*Collected data:*
/---

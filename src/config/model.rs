// src/config/model.rs

use serde::Deserialize;
use std::collections::BTreeMap;
use std::path::PathBuf;
use std::str::FromStr;
use std::time::Duration;

use crate::build::BuildConfig;
use crate::errors::WatchmillError;

/// Raw deserialization target for `Watchmill.toml`. Validation happens in
/// [`crate::config::validate`], which turns this into a [`ConfigFile`].
#[derive(Debug, Deserialize)]
#[serde(deny_unknown_fields)]
pub struct RawConfigFile {
    pub filer: RawFilerSection,
    #[serde(default)]
    pub build: BTreeMap<String, RawBuildSection>,
}

#[derive(Debug, Deserialize)]
#[serde(deny_unknown_fields)]
pub struct RawFilerSection {
    pub source_dirs: Vec<String>,
    pub build_dir: String,
    pub debounce_ms: Option<u64>,
    pub max_parallel: Option<usize>,
    pub target: Option<String>,
    pub watch: Option<bool>,
    #[serde(default)]
    pub source_map: BTreeMap<String, String>,
}

#[derive(Debug, Deserialize)]
#[serde(deny_unknown_fields)]
pub struct RawBuildSection {
    pub platform: String,
    #[serde(default)]
    pub include: Vec<String>,
    #[serde(default)]
    pub exclude: Vec<String>,
}

/// Which output tree to write into. Selects the `dev/` or `prod/` subtree of
/// the build directory.
#[derive(Debug, Clone, Copy, PartialEq, Eq, Default)]
pub enum Target {
    #[default]
    Dev,
    Prod,
}

impl Target {
    pub fn as_str(&self) -> &'static str {
        match self {
            Target::Dev => "dev",
            Target::Prod => "prod",
        }
    }
}

impl FromStr for Target {
    type Err = WatchmillError;

    fn from_str(s: &str) -> Result<Self, Self::Err> {
        match s {
            "dev" => Ok(Target::Dev),
            "prod" => Ok(Target::Prod),
            other => Err(WatchmillError::ConfigError(format!(
                "invalid target '{other}', expected 'dev' or 'prod'"
            ))),
        }
    }
}

/// Maps remote specifier prefixes to local directories, longest prefix first.
///
/// An import of `https://cdn.example.com/lib/a.ts` with an entry
/// `https://cdn.example.com/ -> vendor/cdn` resolves to `vendor/cdn/lib/a.ts`.
#[derive(Debug, Clone, Default)]
pub struct SourceMap {
    entries: Vec<(String, String)>,
}

impl SourceMap {
    pub fn new(map: BTreeMap<String, String>) -> Self {
        let mut entries: Vec<(String, String)> = map.into_iter().collect();
        entries.sort_by(|a, b| b.0.len().cmp(&a.0.len()).then(a.0.cmp(&b.0)));
        Self { entries }
    }

    pub fn is_empty(&self) -> bool {
        self.entries.is_empty()
    }

    /// Rewrites `specifier` through the first (longest) matching prefix, or
    /// returns `None` when no entry applies.
    pub fn apply(&self, specifier: &str) -> Option<String> {
        for (prefix, local) in &self.entries {
            if let Some(rest) = specifier.strip_prefix(prefix.as_str()) {
                let rest = rest.trim_start_matches('/');
                if rest.is_empty() {
                    return Some(local.clone());
                }
                return Some(format!("{}/{}", local.trim_end_matches('/'), rest));
            }
        }
        None
    }
}

/// Validated `[filer]` section.
#[derive(Debug, Clone)]
pub struct FilerSettings {
    pub source_dirs: Vec<PathBuf>,
    pub build_dir: PathBuf,
    pub debounce: Duration,
    pub target: Target,
    pub watch: bool,
    pub source_map: SourceMap,
    pub max_parallel: usize,
}

/// Fully validated configuration: settings plus build configs sorted by name.
#[derive(Debug, Clone)]
pub struct ConfigFile {
    pub filer: FilerSettings,
    pub builds: Vec<BuildConfig>,
}

impl ConfigFile {
    pub fn build(&self, name: &str) -> Option<&BuildConfig> {
        self.builds.iter().find(|b| b.name == name)
    }
}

\---

*Task brief:*
From the entries above, collect every line with the string "example" in it.

*Task result:*
/// An import of `https://cdn.example.com/lib/a.ts` with an entry
/// `https://cdn.example.com/ -> vendor/cdn` resolves to `vendor/cdn/lib/a.ts`.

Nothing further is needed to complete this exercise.